We are considering Reed too. It may not have Greek life, but we have concern about its reputation for another kind of “party” culture. It is hard to know if the reputation is exaggerated or not. It just feels like a big risk.

@notsohelpfulmom I was a History English major at Reed and went to Harvard for graduate school. Yes, it is academically rigorous but the grading system is somewhat flexible. We do have an exam junior year which you must pass in order to write your senior thesis. If I say the one thing Reed is good at is getting folks ready for graduate school. By the time I went to graduate school I felt it was easy compared to Reed. Until I arrived at Reed my education experience was somewhat boring and mundane. I graduate at the top of my class from high school getting into 6 of the 8 ivies and including Stanford but chose Reed because I wanted that academic rigor.

For a journalistic perspective on this question, this New York Times article may be worth reading:

https://www.nytimes.com/2010/04/27/education/27reed.html

Reed is on these lists of Yale and Harvard Law School undergrad institutions represented. Skidmore is not.

https://law.yale.edu/admissions-financial-aid/jd-admissions/profiles-statistics/undergraduate-institutions-represented-yls-2018-22

https://hls.harvard.edu/dept/jdadmissions/apply-to-harvard-law-school/undergraduate-colleges/

@notsohelpfulmom, these are both fine schools of course, but very different in character. Skidmore has a business major, for example, a discipline that you would not find at Reed (although some Reedie friends of mine have gone on to MBAs). I can’t speak from experience about Skidmore but I can about Reed.

Reed was intense, no doubt about it, but the fact of being surrounded by nerdy students who were happy to hit the books makes for a very welcoming atmosphere if you are cut from the same cloth. I loved it.

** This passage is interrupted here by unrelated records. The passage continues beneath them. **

// ============================================================================
// Tests
// ============================================================================

#[cfg(test)]
mod tests {
    use super::*;

    #[tokio::test]
    async fn test_counter() {
        let registry = MetricsRegistry::new();
        let mut labels = HashMap::new();
        labels.insert("test".to_string(), "value".to_string());

        registry
            .increment_counter("test_counter", labels.clone())
            .await;
        registry
            .increment_counter("test_counter", labels.clone())
            .await;

        let export = registry.export_prometheus().await;
        assert!(export.contains("test_counter"));
        assert!(export.contains("2"));
    }

    #[tokio::test]
    async fn test_gauge() {
        let registry = MetricsRegistry::new();
        let mut labels = HashMap::new();
        labels.insert("test".to_string(), "value".to_string());

        registry.set_gauge("test_gauge", 42.5, labels).await;

        let export = registry.export_prometheus().await;
        assert!(export.contains("test_gauge"));
        assert!(export.contains("42.5"));
    }

    #[tokio::test]
    async fn test_histogram() {
        let registry = MetricsRegistry::new();
        let mut labels = HashMap::new();
        labels.insert("test".to_string(), "value".to_string());

        registry
            .observe_histogram("test_histogram", 10.0, labels.clone())
            .await;
        registry
            .observe_histogram("test_histogram", 20.0, labels.clone())
            .await;
        registry
            .observe_histogram("test_histogram", 30.0, labels)
            .await;

        let export = registry.export_prometheus().await;
        assert!(export.contains("test_histogram"));
        assert!(export.contains("_sum"));
        assert!(export.contains("_count"));
    }

    #[tokio::test]
    async fn test_bulk_mutation_metrics() {
        let registry = MetricsRegistry::new();
        registry.record_bulk_mutation("delete", 3, 1).await;

        let export = registry.export_prometheus().await;
        assert!(export.contains("bulk_mutation_calls_total"));
        assert!(export.contains("bulk_mutation_batches"));
        assert!(export.contains("bulk_mutation_failed_batches"));
    }

    #[test]
    fn test_histogram_quantiles() {
        let mut histogram = Histogram::new("test".to_string(), HashMap::new());

        for i in 1..=100 {
            histogram.observe(i as f64);
        }

        assert_eq!(histogram.quantile(0.5), 50.0);
        assert!(histogram.quantile(0.9) >= 90.0);
        assert!(histogram.quantile(0.99) >= 99.0);
    }

    #[tokio::test]
    async fn test_json_export() {
        let registry = MetricsRegistry::new();
        let mut labels = HashMap::new();
        labels.insert("test".to_string(), "value".to_string());

        registry
            .increment_counter("test_counter", labels.clone())
            .await;
        registry.set_gauge("test_gauge", 42.0, labels).await;

        let json = registry.export_json().await;
        assert!(json["counters"].is_array());
        assert!(json["gauges"].is_array());
        assert!(json["uptime_seconds"].is_number());
    }
}
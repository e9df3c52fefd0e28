//! `CategorizationEngine` (spec §4.F): orchestrates the three analyzers,
//! combines their results into a final category, and persists the enriched
//! row back to the Store.

use crate::analyzers::{
    DateSizeAnalyzer, DateSizeConfig, DateSizeResult, EmailAnalysisContext, ImportanceAnalyzer,
    ImportanceConfig, ImportanceResult, LabelClassifier, LabelClassifierConfig, LabelResult,
};
use crate::cache::Cache;
use crate::error::Result;
use crate::store::{EmailIndex, Param, Store};
use std::collections::HashMap;
use std::sync::Arc;
use std::time::Duration;

pub const ANALYSIS_VERSION: &str = "1.0.0";

#[derive(Debug, Clone)]
pub struct EngineConfig {
    pub enable_parallel_processing: bool,
    pub batch_size: usize,
    pub timeout_ms: u64,
    pub retry_attempts: u32,
}

impl Default for EngineConfig {
    fn default() -> Self {
        Self {
            enable_parallel_processing: true,
            batch_size: 100,
            timeout_ms: 5_000,
            retry_attempts: 0,
        }
    }
}

#[derive(Debug, Clone, Default)]
pub struct CategorizeOptions {
    pub force_refresh: bool,
    pub year: Option<i32>,
}

#[derive(Debug, Clone)]
pub struct CombinedAnalysisResult {
    pub importance: ImportanceResult,
    pub date_size: DateSizeResult,
    pub label: LabelResult,
    pub category: String,
    pub confidence: f64,
    pub timed_out: bool,
}

#[derive(Debug, Clone, Default)]
pub struct Insights {
    pub top_matched_rules: Vec<(String, usize)>,
    pub spam_detection_rate: f64,
    pub avg_importance_confidence: f64,
    pub age_category_histogram: HashMap<String, usize>,
    pub size_category_histogram: HashMap<String, usize>,
}

#[derive(Debug, Clone, Default)]
pub struct CategorizeSummary {
    pub processed: usize,
    pub categories: HashMap<String, usize>,
    pub emails: Vec<String>,
    pub insights: Insights,
}

pub struct CategorizationEngine {
    store: Arc<Store>,
    cache: Arc<Cache>,
    importance: ImportanceAnalyzer,
    date_size: DateSizeAnalyzer,
    label: LabelClassifier,
    config: EngineConfig,
}

impl CategorizationEngine {
    pub fn new(store: Arc<Store>, cache: Arc<Cache>, config: EngineConfig) -> Self {
        let importance = ImportanceAnalyzer::new(ImportanceConfig::default(), cache.clone());
        let date_size = DateSizeAnalyzer::new(DateSizeConfig::default(), cache.clone());
        let label = LabelClassifier::new(LabelClassifierConfig::default(), cache.clone());
        Self { store, cache, importance, date_size, label, config }
    }

    fn build_context(email: &EmailIndex, user_id: &str) -> EmailAnalysisContext {
        EmailAnalysisContext::new(
            email.id.clone(),
            &email.subject,
            &email.sender,
            &email.snippet,
            email.labels.clone(),
            email.date,
            email.size,
            email.has_attachments,
            user_id,
        )
    }

    /// Runs the pipeline for one email without persisting anything.
    pub async fn analyze_email(&self, email: &EmailIndex, user_id: &str) -> CombinedAnalysisResult {
        let ctx = Self::build_context(email, user_id);
        let now_ms = chrono::Utc::now().timestamp_millis();
        let deadline = Duration::from_millis(self.config.timeout_ms);

        let (importance, date_size, label, timed_out) = if self.config.enable_parallel_processing {
            let importance_fut = tokio::time::timeout(deadline, self.importance.analyze(&ctx));
            let date_size_fut = tokio::time::timeout(deadline, self.date_size.analyze(&ctx, now_ms));
            let label_fut = tokio::time::timeout(deadline, self.label.analyze(&ctx));
            let (i, d, l) = tokio::join!(importance_fut, date_size_fut, label_fut);
            let timed_out = i.is_err() || d.is_err() || l.is_err();
            (i.ok(), d.ok(), l.ok(), timed_out)
        } else {
            let i = tokio::time::timeout(deadline, self.importance.analyze(&ctx)).await;
            let d = tokio::time::timeout(deadline, self.date_size.analyze(&ctx, now_ms)).await;
            let l = tokio::time::timeout(deadline, self.label.analyze(&ctx)).await;
            let timed_out = i.is_err() || d.is_err() || l.is_err();
            (i.ok(), d.ok(), l.ok(), timed_out)
        };

        if timed_out {
            tracing::warn!(email_id = %email.id, "analyzer timed out, falling back to medium");
            return CombinedAnalysisResult {
                importance: importance.unwrap_or(ImportanceResult {
                    score: 0.0,
                    level: "medium".to_string(),
                    matched_rules: vec![],
                    confidence: 0.0,
                }),
                date_size: date_size.unwrap_or(DateSizeResult {
                    age_category: "moderate".to_string(),
                    size_category: "medium".to_string(),
                    recency_score: 0.0,
                    size_penalty: 0.0,
                }),
                label: label.unwrap_or(LabelResult {
                    category: "other".to_string(),
                    spam_score: 0.0,
                    promotional_score: 0.0,
                    social_score: 0.0,
                    spam_indicators: vec![],
                    promotional_indicators: vec![],
                    social_indicators: vec![],
                }),
                category: "medium".to_string(),
                confidence: 0.0,
                timed_out: true,
            };
        }

        let importance = importance.unwrap();
        let date_size = date_size.unwrap();
        let label = label.unwrap();
        let category = combine_category(&importance, &date_size, &label);
        let confidence = combine_confidence(&importance, &label);

        CombinedAnalysisResult { importance, date_size, label, category, confidence, timed_out: false }
    }

    /// Runs the pipeline for every matching email and persists results.
    /// Pulls only `category IS NULL` rows unless `force_refresh`, in which
    /// case it pulls every row matching `year`.
    pub async fn categorize_emails(
        &self,
        opts: CategorizeOptions,
        user_id: &str,
    ) -> Result<CategorizeSummary> {
        let started = std::time::Instant::now();
        let candidates = self.fetch_candidates(&opts, user_id).await?;

        let mut summary = CategorizeSummary::default();
        let mut rule_counts: HashMap<String, usize> = HashMap::new();
        let mut confidence_sum = 0.0;
        let mut spam_hits = 0usize;

        for (i, email) in candidates.iter().enumerate() {
            let result = self.analyze_email(email, user_id).await;

            for rule_id in &result.importance.matched_rules {
                *rule_counts.entry(rule_id.clone()).or_insert(0) += 1;
            }
            confidence_sum += result.importance.confidence;
            if result.label.spam_score > 0.5 {
                spam_hits += 1;
            }
            *summary.insights.age_category_histogram.entry(result.date_size.age_category.clone()).or_insert(0) += 1;
            *summary.insights.size_category_histogram.entry(result.date_size.size_category.clone()).or_insert(0) += 1;
            *summary.categories.entry(result.category.clone()).or_insert(0) += 1;

            let persisted = apply_analysis(email.clone(), &result);
            self.store.persist_analysis(&persisted, Some(user_id)).await?;

            summary.emails.push(email.id.clone());
            summary.processed += 1;

            if summary.processed % 100 == 0 {
                tracing::info!(processed = summary.processed, "categorization progress");
            }
        }

        let processed = summary.processed.max(1) as f64;
        summary.insights.avg_importance_confidence = confidence_sum / processed;
        summary.insights.spam_detection_rate = spam_hits as f64 / processed;
        let mut top: Vec<(String, usize)> = rule_counts.into_iter().collect();
        top.sort_by(|a, b| b.1.cmp(&a.1));
        top.truncate(5);
        summary.insights.top_matched_rules = top;

        self.cache.flush_user(user_id).await;
        crate::metrics::track_categorization_job(
            summary.processed,
            started.elapsed().as_millis() as u64,
            true,
        )
        .await;
        Ok(summary)
    }

    async fn fetch_candidates(&self, opts: &CategorizeOptions, user_id: &str) -> Result<Vec<EmailIndex>> {
        let (sql, params): (&str, Vec<Param>) = match (opts.force_refresh, opts.year) {
            (true, Some(year)) => (
                "SELECT * FROM email_index WHERE user_id = ? AND year = ? ORDER BY date DESC",
                vec![user_id.into(), (year as i64).into()],
            ),
            (true, None) => (
                "SELECT * FROM email_index WHERE user_id = ? ORDER BY date DESC",
                vec![user_id.into()],
            ),
            (false, Some(year)) => (
                "SELECT * FROM email_index WHERE user_id = ? AND category IS NULL AND year = ? ORDER BY date DESC",
                vec![user_id.into(), (year as i64).into()],
            ),
            (false, None) => (
                "SELECT * FROM email_index WHERE user_id = ? AND category IS NULL ORDER BY date DESC",
                vec![user_id.into()],
            ),
        };
        let rows = self.store.query_all(sql, &params).await?;
        Ok(rows.into_iter().map(EmailIndex::from).collect())
    }
}

/// Combination rule (spec §4.F).
fn combine_category(importance: &ImportanceResult, date_size: &DateSizeResult, label: &LabelResult) -> String {
    let recent = date_size.age_category == "recent";
    let label_important = label.category == "important";

    match importance.level.as_str() {
        "high" => "high".to_string(),
        "low" => {
            if recent && label_important {
                "medium".to_string()
            } else {
                "low".to_string()
            }
        }
        "medium" => {
            if recent && label_important {
                "high".to_string()
            } else if label.spam_score > 0.7 || label.promotional_score > 0.8 {
                "low".to_string()
            } else {
                "medium".to_string()
            }
        }
        _ => "medium".to_string(),
    }
}

fn combine_confidence(importance: &ImportanceResult, label: &LabelResult) -> f64 {
    let total_indicators = label.spam_indicators.len() + label.promotional_indicators.len() + label.social_indicators.len();
    0.6 * importance.confidence + 0.2 * 0.8 + 0.2 * (total_indicators as f64 * 0.2).min(1.0)
}

/// Copies every analyzer field onto the row (`collectAnalyzerResults`).
/// `gmail_category == "other"` folds to `"primary"` — the column constraint
/// does not accept `other`.
fn apply_analysis(mut email: EmailIndex, result: &CombinedAnalysisResult) -> EmailIndex {
    email.category = Some(result.category.clone());
    email.importance_score = Some(result.importance.score.round() as i64);
    email.importance_level = Some(result.importance.level.clone());
    email.importance_matched_rules = Some(result.importance.matched_rules.clone());
    email.importance_confidence = Some(result.importance.confidence);

    email.age_category = Some(result.date_size.age_category.clone());
    email.size_category = Some(result.date_size.size_category.clone());
    email.recency_score = Some(result.date_size.recency_score);
    email.size_penalty = Some(result.date_size.size_penalty);

    let gmail_category = if result.label.category == "other" { "primary" } else { &result.label.category };
    email.gmail_category = Some(gmail_category.to_string());
    email.spam_score = Some(result.label.spam_score);
    email.promotional_score = Some(result.label.promotional_score);
    email.social_score = Some(result.label.social_score);
    email.spam_indicators = Some(result.label.spam_indicators.clone());
    email.promotional_indicators = Some(result.label.promotional_indicators.clone());
    email.social_indicators = Some(result.label.social_indicators.clone());

    email.analysis_timestamp = Some(chrono::Utc::now().timestamp_millis());
    email.analysis_version = Some(ANALYSIS_VERSION.to_string());
    email
}

#[cfg(test)]
mod tests {
    use super::*;

    fn urgent_email() -> EmailIndex {
        let mut e = EmailIndex::new_minimal("e1", Some("u1".to_string()));
        e.subject = "URGENT: Action Required".to_string();
        e.sender = "boss@company.com".to_string();
        e.labels = vec!["INBOX".to_string(), "IMPORTANT".to_string()];
        e.size = 150_000;
        e.has_attachments = true;
        e.date = chrono::Utc::now().timestamp_millis();
        e.year = 2024;
        e
    }

    #[tokio::test]
    async fn categorize_one_urgent_email_ends_up_high() {
        let store = Arc::new(Store::open_in_memory().await.unwrap());
        let cache = Arc::new(Cache::default());
        store.upsert_email_index(&urgent_email(), None).await.unwrap();

        let engine = CategorizationEngine::new(store.clone(), cache, EngineConfig::default());
        let summary = engine
            .categorize_emails(CategorizeOptions { force_refresh: false, year: Some(2024) }, "u1")
            .await
            .unwrap();

        assert_eq!(summary.processed, 1);
        assert_eq!(summary.categories.get("high"), Some(&1));

        let result = store
            .search_emails(&crate::store::SearchCriteria { user_id: Some("u1".to_string()), ..Default::default() })
            .await
            .unwrap();
        let row = &result.emails[0];
        assert_eq!(row.category.as_deref(), Some("high"));
        assert_eq!(row.importance_level.as_deref(), Some("high"));
        assert!(row.age_category.is_some());
        assert!(row.size_category.is_some());
        assert_eq!(row.analysis_version.as_deref(), Some("1.0.0"));
    }

    #[tokio::test]
    async fn already_categorized_emails_are_skipped_without_force_refresh() {
        let store = Arc::new(Store::open_in_memory().await.unwrap());
        let cache = Arc::new(Cache::default());
        let mut email = urgent_email();
        email.category = Some("low".to_string());
        store.upsert_email_index(&email, None).await.unwrap();

        let engine = CategorizationEngine::new(store, cache, EngineConfig::default());
        let summary = engine
            .categorize_emails(CategorizeOptions { force_refresh: false, year: Some(2024) }, "u1")
            .await
            .unwrap();
        assert_eq!(summary.processed, 0);
    }

    #[tokio::test]
    async fn force_refresh_reprocesses_already_categorized_emails() {
        let store = Arc::new(Store::open_in_memory().await.unwrap());
        let cache = Arc::new(Cache::default());
        let mut email = urgent_email();
        email.category = Some("low".to_string());
        store.upsert_email_index(&email, None).await.unwrap();

        let engine = CategorizationEngine::new(store, cache, EngineConfig::default());
        let summary = engine
            .categorize_emails(CategorizeOptions { force_refresh: true, year: Some(2024) }, "u1")
            .await
            .unwrap();
        assert_eq!(summary.processed, 1);
    }
}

If you have strong study skills, the workload was not too hard to manage.

I was an international studies major (now called international and comparative policy studies – an interdisciplinary major of econ., history and pol. sci) and like @trippfolsom, found grad school (Johns Hopkins) a breeze after Reed.

In terms of the “party” culture that @sisternight referred to, I spent a semester at Georgetown and found it much worse (particularly binge drinking) at GT. The only difference was that students were far more open about partying at Reed. Frankly, Reed is not the kind of place where you can party hard and still stay on top of your studies. Students figure that out fairly early on.

My son was accepted to Reed. He is super bright and a very deep kid. He could carry his own in any intellectual discussion, but he does not have a good work ethic or a drive for much beyond getting the bare minimum done that’s needed to get an A or B and then getting back to his video game. I am torn about Reed. I wonder if it could be such a great academic environment, that it could inspire my son’s love of learning and get him re-engaged in academia, or if he’ll find it unmanageable, or if he’ll do the bare minimum there and we will have spent a fortune when he could go somewhere else for less than half the cost. Everything I’ve read says Reed is for students who want the rigor. I am hoping it could inspire a love for the rigor. But, I’m not confident. Any thoughts?

A friend’s son, who fit the same description as yours coming out of high school, went to Columbia where he found himself in all seminar classes. It was do the readings and participate in discussions in the small seminars or fail. He fell in love with academics and rose to the occasion.

College is about getting an education, about improving yourself, about becoming better than you are. I think it’s worth the gamble. Reed is the kind of place that can bring out the best in him.

Thanks for your reply. I’m happy for your friend’s son. Made me cry. :smile:

@RachaelK, being surrounded by inspirational profs and peers who are very much into their studies may get that spark and internal drive going for him. With the May 1 deadline behind us, what school did he select?